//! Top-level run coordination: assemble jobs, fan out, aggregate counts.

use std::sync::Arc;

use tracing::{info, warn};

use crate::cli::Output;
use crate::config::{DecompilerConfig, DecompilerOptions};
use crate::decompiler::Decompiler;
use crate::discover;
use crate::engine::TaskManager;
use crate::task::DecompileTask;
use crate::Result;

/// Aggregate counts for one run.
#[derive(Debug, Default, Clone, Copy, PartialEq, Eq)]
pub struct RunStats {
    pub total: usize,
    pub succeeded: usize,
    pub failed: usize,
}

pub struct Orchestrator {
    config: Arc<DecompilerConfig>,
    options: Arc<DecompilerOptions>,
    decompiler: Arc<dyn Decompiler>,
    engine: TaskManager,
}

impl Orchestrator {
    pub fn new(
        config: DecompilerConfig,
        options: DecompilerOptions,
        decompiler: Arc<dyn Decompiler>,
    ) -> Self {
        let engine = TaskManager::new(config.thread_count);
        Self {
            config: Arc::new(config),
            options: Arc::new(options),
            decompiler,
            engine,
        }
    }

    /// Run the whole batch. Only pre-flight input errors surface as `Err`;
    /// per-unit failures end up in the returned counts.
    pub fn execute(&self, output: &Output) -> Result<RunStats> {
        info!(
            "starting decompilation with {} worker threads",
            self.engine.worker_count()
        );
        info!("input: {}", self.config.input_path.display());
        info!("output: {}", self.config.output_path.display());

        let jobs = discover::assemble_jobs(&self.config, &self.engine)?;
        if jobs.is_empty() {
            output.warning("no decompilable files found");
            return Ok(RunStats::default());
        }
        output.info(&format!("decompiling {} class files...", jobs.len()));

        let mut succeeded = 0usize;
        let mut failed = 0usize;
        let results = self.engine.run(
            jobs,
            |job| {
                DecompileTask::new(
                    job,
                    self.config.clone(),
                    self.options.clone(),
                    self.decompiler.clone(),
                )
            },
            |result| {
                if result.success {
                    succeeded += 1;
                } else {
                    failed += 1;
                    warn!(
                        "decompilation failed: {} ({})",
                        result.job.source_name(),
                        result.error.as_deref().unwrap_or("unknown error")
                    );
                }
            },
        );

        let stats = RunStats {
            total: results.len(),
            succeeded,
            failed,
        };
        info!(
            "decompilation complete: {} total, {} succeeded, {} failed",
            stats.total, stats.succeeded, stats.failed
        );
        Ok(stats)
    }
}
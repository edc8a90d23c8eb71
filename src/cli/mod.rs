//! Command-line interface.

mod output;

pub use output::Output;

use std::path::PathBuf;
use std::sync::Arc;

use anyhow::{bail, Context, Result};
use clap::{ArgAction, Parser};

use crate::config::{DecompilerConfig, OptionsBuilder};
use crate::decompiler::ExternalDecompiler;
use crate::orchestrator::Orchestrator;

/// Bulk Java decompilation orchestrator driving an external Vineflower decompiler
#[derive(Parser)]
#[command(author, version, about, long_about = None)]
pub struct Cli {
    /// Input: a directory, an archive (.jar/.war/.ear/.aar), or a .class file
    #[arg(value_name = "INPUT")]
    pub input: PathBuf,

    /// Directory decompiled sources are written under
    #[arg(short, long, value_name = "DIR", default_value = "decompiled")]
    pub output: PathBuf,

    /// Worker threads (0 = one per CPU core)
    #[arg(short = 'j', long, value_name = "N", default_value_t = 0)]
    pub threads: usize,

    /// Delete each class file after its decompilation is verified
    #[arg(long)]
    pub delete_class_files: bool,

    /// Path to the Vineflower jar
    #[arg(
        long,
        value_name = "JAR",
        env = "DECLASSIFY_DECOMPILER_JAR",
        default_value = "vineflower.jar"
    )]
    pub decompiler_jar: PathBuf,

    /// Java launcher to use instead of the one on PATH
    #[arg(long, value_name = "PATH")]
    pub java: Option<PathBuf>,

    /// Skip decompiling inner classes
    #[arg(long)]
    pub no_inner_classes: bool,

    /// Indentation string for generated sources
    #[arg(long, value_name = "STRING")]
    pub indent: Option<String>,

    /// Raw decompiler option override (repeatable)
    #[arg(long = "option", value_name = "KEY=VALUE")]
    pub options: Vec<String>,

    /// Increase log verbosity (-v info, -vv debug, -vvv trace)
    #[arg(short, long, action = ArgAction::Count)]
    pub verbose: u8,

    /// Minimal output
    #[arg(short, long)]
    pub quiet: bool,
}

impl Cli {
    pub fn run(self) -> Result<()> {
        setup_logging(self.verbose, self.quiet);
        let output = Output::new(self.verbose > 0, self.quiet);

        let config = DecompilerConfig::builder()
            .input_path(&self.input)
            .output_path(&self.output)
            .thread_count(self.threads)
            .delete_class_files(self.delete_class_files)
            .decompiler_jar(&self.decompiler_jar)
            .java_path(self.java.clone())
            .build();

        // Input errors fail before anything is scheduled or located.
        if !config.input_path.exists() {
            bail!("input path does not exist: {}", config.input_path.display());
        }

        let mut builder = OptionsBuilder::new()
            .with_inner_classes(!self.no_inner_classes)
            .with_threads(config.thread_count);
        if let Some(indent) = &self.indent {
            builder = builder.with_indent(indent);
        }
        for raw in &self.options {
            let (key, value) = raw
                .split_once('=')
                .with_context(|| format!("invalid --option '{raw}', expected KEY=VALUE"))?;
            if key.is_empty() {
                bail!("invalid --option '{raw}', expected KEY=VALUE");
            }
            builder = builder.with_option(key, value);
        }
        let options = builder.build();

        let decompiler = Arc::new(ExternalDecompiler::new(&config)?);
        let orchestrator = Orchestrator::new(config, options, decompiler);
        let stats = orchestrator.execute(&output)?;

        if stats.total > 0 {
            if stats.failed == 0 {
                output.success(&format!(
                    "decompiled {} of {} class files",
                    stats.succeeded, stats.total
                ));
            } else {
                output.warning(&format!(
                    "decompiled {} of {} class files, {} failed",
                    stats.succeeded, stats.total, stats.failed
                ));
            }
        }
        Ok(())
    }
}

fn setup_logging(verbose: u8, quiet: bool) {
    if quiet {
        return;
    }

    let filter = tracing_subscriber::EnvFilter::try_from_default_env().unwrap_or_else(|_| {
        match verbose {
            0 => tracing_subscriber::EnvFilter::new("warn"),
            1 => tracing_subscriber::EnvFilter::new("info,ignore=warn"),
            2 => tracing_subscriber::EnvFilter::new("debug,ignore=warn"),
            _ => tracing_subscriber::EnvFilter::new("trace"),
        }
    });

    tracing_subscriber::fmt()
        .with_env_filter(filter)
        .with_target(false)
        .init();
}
◇ ◇ ◇ ◇ ◇ ◇ ◇
#### WHAT TO DO
What lines in the listing include the string "bail"? Copy them out.

#### SOLUTION FOR THIS EXERCISE
use anyhow::{bail, Context, Result};
            bail!("input path does not exist: {}", config.input_path.display());
                bail!("invalid --option '{raw}', expected KEY=VALUE");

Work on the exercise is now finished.